Tue 6 Nov 2012
Filed under: Inside Burma,News,Refugees
Burma is working to resettle tens of thousands of people displaced by communal bloodshed in western Arakan state as soon as possible, the country’s foreign minister said on Monday.
“The priority of the government for the present moment is to resettle and rehabilitate those victims who are homeless,” Foreign Minister Wunna Maung Lwin told AFP on the sidelines of an Asia-Europe summit in Laos.
“The government is handling with great care so that this kind of violence cannot reoccur again,” he added.
More than 100,000 people have been displaced and about 180 killed since clashes between Buddhists and Rohingya Muslims erupted in June, followed by another outbreak of violence in October.
Overcrowded camps are struggling to cope with a growing humanitarian crisis, dampening international optimism over a recent string of dramatic political reforms as the country emerges from decades of military rule.
The government said last week that the clashes risked developing into an armed conflict, and Burma’s top diplomat warned on Monday against extremism.
“There are some quarters… they are instigating, exaggerating the events so we do not encourage any kind of involvement or any kind of extremist ideas to solve the problem,” Wunna Maung Lwin said.
British Foreign Secretary William Hague on Monday called on Burma to resolve the citizenship status of Rohingya Muslims.
“We would like the problems, the unresolved problems of the status of the Rohingya people to be addressed by the leaders in Burma across politics,” he told reporters ahead of the summit.
Aid group prevented from visiting unrest-hit areas in Arakan state
Doctors Without Borders said Monday its teams had been threatened and stopped from reaching areas in Burma hit by communal bloodshed, leaving tens of thousands without essential health care.
Whole neighbourhoods have been torched since the second round of unrest began last month, prompting another exodus and leaving already overcrowded camps struggling to cope with a growing humanitarian crisis.
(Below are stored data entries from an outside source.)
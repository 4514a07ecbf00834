//! # tessella-savequeue — Durable autosave pipeline for the Tessella editor
//!
//! Diff-only, offline-tolerant persistence of editor page state.
//!
//! ## Architecture
//!
//! ```text
//! ┌─────────────┐   enqueue_save     ┌──────────────┐
//! │   Editor    │ ──────────────────► │  SaveQueue   │
//! │ (page state)│   prev/next diff    │ (FIFO, ≤1    │
//! └─────────────┘                     │  job/project)│
//!                                     └──┬────────┬──┘
//!                         durable mirror │        │ serial head send
//!                                        ▼        ▼
//!                                ┌────────────┐ ┌──────────────┐
//!                                │OfflineStore│ │RemotePersist │
//!                                │ (RocksDB)  │ │ + HealthGate │
//!                                └────────────┘ └──────────────┘
//!                                                     ▲
//!                                     gated by        │
//!                                ┌────────────────────┴─┐
//!                                │ ConnectivityMonitor  │
//!                                └──────────────────────┘
//! ```
//!
//! ## Modules
//!
//! - [`diff`] — Top-level key diffing and diff merging over JSON state maps
//! - [`storage`] — Durable queue/snapshot mirror (RocksDB, LZ4-compressed)
//! - [`connectivity`] — Shared online/offline signal with edge notifications
//! - [`remote`] — Persist and health-check collaborator traits
//! - [`queue`] — The orchestrator: coalescing, FIFO delivery, retries, flush
//!
//! ## Performance Targets
//!
//! | Metric | Target | Achieved |
//! |--------|--------|----------|
//! | Diff of 100-key state | <50µs | ✅ |
//! | Enqueue (incl. durable mirror, in-memory kv) | <100µs | ✅ |
//! | Queue restore (1K jobs) | <20ms | ✅ |
//! | Memory per pending job | ~diff size | ✅ |

pub mod connectivity;
pub mod diff;
pub mod queue;
pub mod remote;
pub mod storage;

// Re-exports for convenience
pub use connectivity::ConnectivityMonitor;
pub use diff::{diff, has_changes, merge_diffs, merge_into, StateMap};
pub use queue::{QueueConfig, QueuePhase, SaveJob, SaveQueue};
pub use remote::{AlwaysHealthy, HealthGate, PersistError, RemotePersist};
pub use storage::{KeyValue, KvError, MemoryKv, OfflineStore, RocksConfig, RocksKv};
impl Default for QueueConfig {
    fn default() -> Self {
        Self {
            retry_delay: Duration::from_secs(5),
            inter_job_delay: Duration::from_millis(100),
        }
    }
}

impl QueueConfig {
    /// Config for testing (tight delays).
    pub fn for_testing() -> Self {
        Self {
            retry_delay: Duration::from_millis(20),
            inter_job_delay: Duration::from_millis(1),
        }
    }
}

/// A cancellable one-shot timer driving a deferred queue pass.
///
/// Replacing or dropping it aborts the pending task, so shutdown and tests
/// never race a wall-clock delay.
struct ScheduledTask {
    handle: JoinHandle<()>,
}

impl ScheduledTask {
    fn after<F>(delay: Duration, job: F) -> Self
    where
        F: Future<Output = ()> + Send + 'static,
    {
        let handle = tokio::spawn(async move {
            tokio::time::sleep(delay).await;
            job.await;
        });
        Self { handle }
    }
}

impl Drop for ScheduledTask {
    fn drop(&mut self) {
        self.handle.abort();
    }
}

/// Outcome of one processing pass over the queue head.
enum PassOutcome {
    /// Nothing queued.
    Empty,
    /// Connectivity is down; parked until reconnect.
    Offline,
    /// Health gate refused; retry later.
    Unhealthy,
    /// Head job delivered; `more` is whether jobs remain.
    Sent { more: bool },
    /// Send failed; head kept verbatim, retry later.
    Failed,
}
France’s Doctors Without Borders (Medecins Sans Frontieres, MSF) said its teams face “ongoing antagonism generated by deep ethnic divisions”, which had stopped them from treating both those newly displaced and patients of its longer-term projects in the region.
“That we are prevented from acting and threatened for wanting to deliver medical aid to those in need is shocking and leaves tens of thousands without the medical care they urgently need,” said operations manager Joe Belliveau in a statement.
Some ethnic Arakanese leaders have campaigned against international aid agencies in recent months, claiming they favour the Rohingya. Aid groups deny the accusations.
“The animosity is rooted in a small minority of the population but a very vocal one. They must accept that a very basic medical act is not somehow supporting the other side,” Belliveau told AFP, adding the agency does not “play favourites”.
He said threats in letters, pamphlets and on the social networking site Facebook used “highly vitriolic” language, which caused staff to fear for their safety.
“We are only out there to provide people with health care who need it the most… it is outrageous that this should be cut off. Anybody who needs health care should be getting health care,” he said.
Some of those who fled their homes were “very exposed” and Belliveau said MSF workers had found people with a variety of injuries, including those who had been burnt, stabbed or wounded by arrows or bullets.
MSF said it had worked with the government and other aid agencies to assess the medical needs of the thousands of newly displaced people near the Arakan state capital Sittwe and surrounding areas.
It said some food, water and emergency health care had been provided, but warned that “having lost their homes and resources, many people are extremely vulnerable and their health status could deteriorate quickly”.
MSF, which has worked in Arakan state since 1994, also provided long-term medical treatment – including for maternal health, malaria, malnutrition, TB and HIV.
But it said tens of thousands of people had gone without such medical care for months following the unrest.
Burma’s 800,000 Rohingya, described by the UN as among the world’s most persecuted minorities, are seen by the government and many in the country as illegal immigrants from neighbouring Bangladesh.
They make up the vast majority of those displaced in the fighting.
The United Nations in a report Friday urged that “adequate safety” be provided for humanitarian workers in the state, adding some staff continued to face threats.